25 October 2018 |  Bibliothek von Santa Maria dell'Anima Rome  |  Lezingen

Antoine Bodar

Ansprache am 25. Oktober 2018 in der Bibliothek von Santa Maria dell’ Anima Rom

wegen Erscheinung des Buches Santa Maria dell’Anima. Alte Schönheit in neuem Licht. Herausgegeben von Franz Xaver Brandmayr (Rom 2018).

I

Nach zwanzig Jahren ist nun Santa Maria dell’Anima — die Kirche und das Kolleg — völlig restauriert worden.

Bei dieser Denkwürdigkeit erscheint heute das von unserem Herrn Rektor initiierte und von ihm herausgegebene Photobuch Santa Maria dell’Anima,  damit bei Durchsicht der Bilder die Liebe zur Anima bei so manchem geweckt oder verstärkt werde und so in Erinnerung bleiben kann. Darüber hinaus begleiten einige Texte die vom Herrn Stephan Kölliker ausgezeichnet photographierten Darstellungen — Texte, die, wenn sie auch nicht gelesen werden, dann doch zur Kenntnis bringen sollen, wie Kirche und Haus einige Schreiber eingeladen haben, ihr Herz darüber sprechen zu lassen.

 

Der verstorbene Rektor Richard Matthes hat in seinen Jahren 1998 –2004 mit der Kirche-Fassade, der Decke im  Priesterchor, den Zimmern im Prälatengang und dem Holzboden im Speisesaal die Restauration der Anima begonnen. In seiner Amtszeit wurde auch das Grabmal von Papst Hadrian restauriert, bei deren Neu-Einweihung zum ersten Mal in der modernen Zeit die überlieferten Kompositionen von Christiaan van der Ameijden aufgeführt wurden. (Er war Mitglied der Bruderschaft und vier Mal Ihr Provisor; sein Grabmal befindet sich hinten in der Kirche.)

 

Rektor Johann Hörist hat nur von 2004 bis 2007 der Anima vorgestanden.
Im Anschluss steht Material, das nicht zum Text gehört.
//! Media pool: item types and directory scanning.

use crate::defaults::AUDIO_CANDIDATES;
use serde::{Deserialize, Serialize};
use std::path::{Path, PathBuf};

/// Supported image extensions (lowercase, without the dot).
const IMAGE_EXTS: &[&str] = &["jpg", "jpeg", "png", "gif", "webp", "tiff", "bmp"];

/// Supported video extensions (lowercase, without the dot).
const VIDEO_EXTS: &[&str] = &["mp4", "mov", "avi", "mkv", "webm", "m4v", "flv"];

/// Whether a media item is a still image or a video clip.
#[derive(Debug, Clone, Copy, PartialEq, Eq, Serialize, Deserialize)]
#[serde(rename_all = "snake_case")]
pub enum MediaKind {
    Image,
    Video,
}

/// A single slideshow source. Owned by the caller; the planner only reads it.
#[derive(Debug, Clone, PartialEq, Eq, Serialize, Deserialize)]
pub struct MediaItem {
    pub path: PathBuf,
    pub kind: MediaKind,
    /// Display name, normally the file name.
    pub name: String,
}

impl MediaItem {
    pub fn new(path: PathBuf, kind: MediaKind) -> Self {
        let name = path
            .file_name()
            .map(|n| n.to_string_lossy().into_owned())
            .unwrap_or_else(|| path.to_string_lossy().into_owned());
        Self { path, kind, name }
    }

    pub fn is_image(&self) -> bool {
        self.kind == MediaKind::Image
    }

    pub fn is_video(&self) -> bool {
        self.kind == MediaKind::Video
    }
}

/// Classify a path by its extension.
fn kind_for(path: &Path) -> Option<MediaKind> {
    let ext = path.extension()?.to_str()?.to_ascii_lowercase();
    if IMAGE_EXTS.contains(&ext.as_str()) {
        Some(MediaKind::Image)
    } else if VIDEO_EXTS.contains(&ext.as_str()) {
        Some(MediaKind::Video)
    } else {
        None
    }
}

/// Scan a directory for media files, sorted by file name.
///
/// Unknown extensions and subdirectories are skipped. A missing directory
/// yields an empty pool; callers decide whether that is an error.
pub fn scan_media_dir(dir: &Path) -> Vec<MediaItem> {
    let Ok(entries) = std::fs::read_dir(dir) else {
        return Vec::new();
    };

    let mut items: Vec<MediaItem> = entries
        .flatten()
        .filter_map(|entry| {
            let path = entry.path();
            if !path.is_file() {
                return None;
            }
            kind_for(&path).map(|kind| MediaItem::new(path, kind))
        })
        .collect();

    items.sort_by(|a, b| a.name.cmp(&b.name));
    items
}

/// Find a default audio file in the given directory.
///
/// Probes the well-known names in priority order (`audio.wav` first).
pub fn find_default_audio(dir: &Path) -> Option<PathBuf> {
    AUDIO_CANDIDATES
        .iter()
        .map(|name| dir.join(name))
        .find(|path| path.is_file())
}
Als er plötzlich starb, führte Kurat Gerhard Hörting als Interim-Rektor die vielen, im Hause angegangenen Restaurierungsarbeiten zur Vollendung.

In jener Periode wurde das Kolleg weiter umgestaltet: Nicht nur Möbel wurden wiederhergestellt und Zimmer aufs neue eingerichtet, aber auch — was damals ein Luxus war — die Gemeinschaftsduschen abgeschafft, weil beinahe jedes Zimmer ein eigenes Badezimmer bekam. Dazu gab er sich viel Mühe, die Deckengemälde im Bischofshaus (im Palazzo vescovile) sorgfältig wiederherzustellen.
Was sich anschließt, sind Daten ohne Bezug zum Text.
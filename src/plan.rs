//! The composition plan: the renderer-facing description of the slideshow.
//!
//! Planning and rendering are decoupled. The planner emits a
//! [`CompositionPlan`] and hands it to a [`Compositor`]; the default
//! implementation serializes the plan as JSON for an external renderer.

use crate::animation::AnimationSpec;
use crate::error::Result;
use crate::media::MediaKind;
use crate::sizes::PixelSize;
use serde::{Deserialize, Serialize};
use std::io::Write;
use std::path::{Path, PathBuf};

/// One clip on the output timeline.
#[derive(Debug, Clone, PartialEq, Serialize, Deserialize)]
pub struct ClipSpec {
    pub source: PathBuf,
    pub kind: MediaKind,
    /// Nominal start on the audio timeline, in seconds.
    pub start_time: f64,
    /// Nominal end on the audio timeline, in seconds.
    pub end_time: f64,
    /// Actual render length, including cross-fade overlap.
    pub rendered_duration: f64,
    pub fade_in: bool,
    pub fade_out: bool,
    #[serde(skip_serializing_if = "Option::is_none")]
    pub animation: Option<AnimationSpec>,
}

/// Everything a renderer needs to assemble the final video.
#[derive(Debug, Clone, PartialEq, Serialize, Deserialize)]
pub struct CompositionPlan {
    pub canvas: PixelSize,
    pub fps: u32,
    /// Cross-fade length between adjacent clips, in seconds.
    pub transition: f64,
    pub audio: PathBuf,
    pub audio_duration: f64,
    /// Where the concatenated output must be cut.
    pub trimmed_end: f64,
    pub clips: Vec<ClipSpec>,
}

impl CompositionPlan {
    /// Sum of nominal clip durations, which equals the audio duration when
    /// the timeline is well formed.
    pub fn nominal_duration(&self) -> f64 {
        self.clips.iter().map(|c| c.end_time - c.start_time).sum()
    }
}

/// Pluggable plan consumer. The planner produces exactly one plan per run
/// and hands it here.
pub trait Compositor: Send {
    fn compose(&mut self, plan: &CompositionPlan) -> Result<()>;

    /// Name for diagnostics.
    fn name(&self) -> &'static str {
        "compositor"
    }
}

/// Writes the plan as JSON, to a file or stdout.
pub struct JsonPlanWriter {
    target: Option<PathBuf>,
}

impl JsonPlanWriter {
    /// Write to the given file path.
    pub fn to_file(path: &Path) -> Self {
        Self {
            target: Some(path.to_path_buf()),
        }
    }

    /// Write to stdout.
    pub fn to_stdout() -> Self {
        Self { target: None }
    }
}

impl Compositor for JsonPlanWriter {
    fn compose(&mut self, plan: &CompositionPlan) -> Result<()> {
        let json = serde_json::to_string_pretty(plan)?;
        match &self.target {
            Some(path) => {
                std::fs::write(path, json)?;
            }
            None => {
                let mut stdout = std::io::stdout().lock();
                stdout.write_all(json.as_bytes())?;
                stdout.write_all(b"\n")?;
            }
        }
        Ok(())
    }

    fn name(&self) -> &'static str {
        "json"
    }
}

/// Collects plans in memory, for tests and library callers.
pub struct CollectorCompositor {
    pub plans: Vec<CompositionPlan>,
}

impl CollectorCompositor {
    pub fn new() -> Self {
        Self { plans: Vec::new() }
    }
}

impl Default for CollectorCompositor {
    fn default() -> Self {
        Self::new()
    }
}

impl Compositor for CollectorCompositor {
    fn compose(&mut self, plan: &CompositionPlan) -> Result<()> {
        self.plans.push(plan.clone());
        Ok(())
    }

    fn name(&self) -> &'static str {
        "collector"
    }
}
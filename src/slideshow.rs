//! Assigns media items to timeline segments.
//!
//! The first pass walks the pool in name order so every item appears before
//! any repeats. Once the pool is exhausted the cursor either picks randomly
//! (avoiding back-to-back repeats) or cycles through the pool again.

use crate::error::{Result, SlidecastError};
use crate::media::MediaItem;
use rand::SeedableRng;
use rand::rngs::StdRng;
use rand::seq::IndexedRandom;

/// One planned slideshow slot: which item plays and when.
#[derive(Debug, Clone, PartialEq)]
pub struct Segment {
    pub item: MediaItem,
    pub start_time: f64,
    pub end_time: f64,
    /// Position of this segment on the timeline, starting at 0.
    pub index: usize,
}

/// Walks the change points, handing out one media item per segment.
pub struct SlideshowCursor {
    pool: Vec<MediaItem>,
    change_points: Vec<f64>,
    position: usize,
    last_choice: Option<usize>,
    random_loop: bool,
    rng: StdRng,
}

impl SlideshowCursor {
    /// Build a cursor over the media pool and change points.
    ///
    /// `random_loop` controls what happens after every item has been used
    /// once: random selection, or cycling through the pool in order.
    pub fn new(pool: Vec<MediaItem>, change_points: &[f64], random_loop: bool) -> Result<Self> {
        Self::with_rng(pool, change_points, random_loop, StdRng::from_os_rng())
    }

    /// Like [`new`](Self::new) but seeded, for reproducible output.
    pub fn with_seed(
        pool: Vec<MediaItem>,
        change_points: &[f64],
        random_loop: bool,
        seed: u64,
    ) -> Result<Self> {
        Self::with_rng(pool, change_points, random_loop, StdRng::seed_from_u64(seed))
    }

    fn with_rng(
        pool: Vec<MediaItem>,
        change_points: &[f64],
        random_loop: bool,
        rng: StdRng,
    ) -> Result<Self> {
        if pool.is_empty() {
            return Err(SlidecastError::InvariantViolation {
                message: "media pool is empty".to_string(),
            });
        }

        Ok(Self {
            pool,
            change_points: change_points.to_vec(),
            position: 0,
            last_choice: None,
            random_loop,
            rng,
        })
    }

    /// Total number of segments this cursor will produce.
    pub fn total(&self) -> usize {
        self.change_points.len().saturating_sub(1)
    }

    /// Segments not yet handed out.
    pub fn remaining(&self) -> usize {
        self.total() - self.position
    }

    /// Rewind to the first segment. Random picks after the first pass are
    /// not replayed; only the boundaries are stable across a reset.
    pub fn reset(&mut self) {
        self.position = 0;
        self.last_choice = None;
    }

    fn pick(&mut self) -> usize {
        let n = self.pool.len();
        if self.position < n {
            return self.position;
        }

        if self.random_loop && n > 1 {
            let candidates: Vec<usize> = (0..n)
                .filter(|&i| Some(i) != self.last_choice)
                .collect();
            return *candidates.choose(&mut self.rng).unwrap_or(&0);
        }

        self.position % n
    }
}

impl Iterator for SlideshowCursor {
    type Item = Segment;

    fn next(&mut self) -> Option<Segment> {
        if self.position >= self.total() {
            return None;
        }

        let choice = self.pick();
        self.last_choice = Some(choice);

        let segment = Segment {
            item: self.pool[choice].clone(),
            start_time: self.change_points[self.position],
            end_time: self.change_points[self.position + 1],
            index: self.position,
        };
        self.position += 1;
        Some(segment)
    }
}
In der Kirche ließ Johann Hörist das große, hölzerne Altarbild von Giulio Romano restaurieren, öffnete die bis dann eigentlich immer geschlossenen Türen der Kirche an der Via dell’Anima und gab einem Lichtarchitekten den Auftrag, nicht nur das Presbiterium,sondern auch das Kirchenschiff mit den Seitenkapellen, also das ganze Gotteshaus– bis dahin in Rom als einzige oberirdische Katakombe bekannt — hell ins Licht zu setzen.

II

Zu Beginn des zehnten Restaurierungsjahres wurde der heutige Rektor Franz Xaver Brandmayr ernannt. Er hat uns seitdem keine Ruhe mehr gelassen: Alle von ihm angegangenen Projekte — das eine auf das andere folgend — wurden in dem dafür bestimmten Zeitraum ausgeführt. Wann immer der Rektor wieder einen neuen Plan hatte, um etwas in der Kirche und im Haus zu restaurieren oder zu verschönern, ging es ihm gut und er hatte dann stetig gute Laune.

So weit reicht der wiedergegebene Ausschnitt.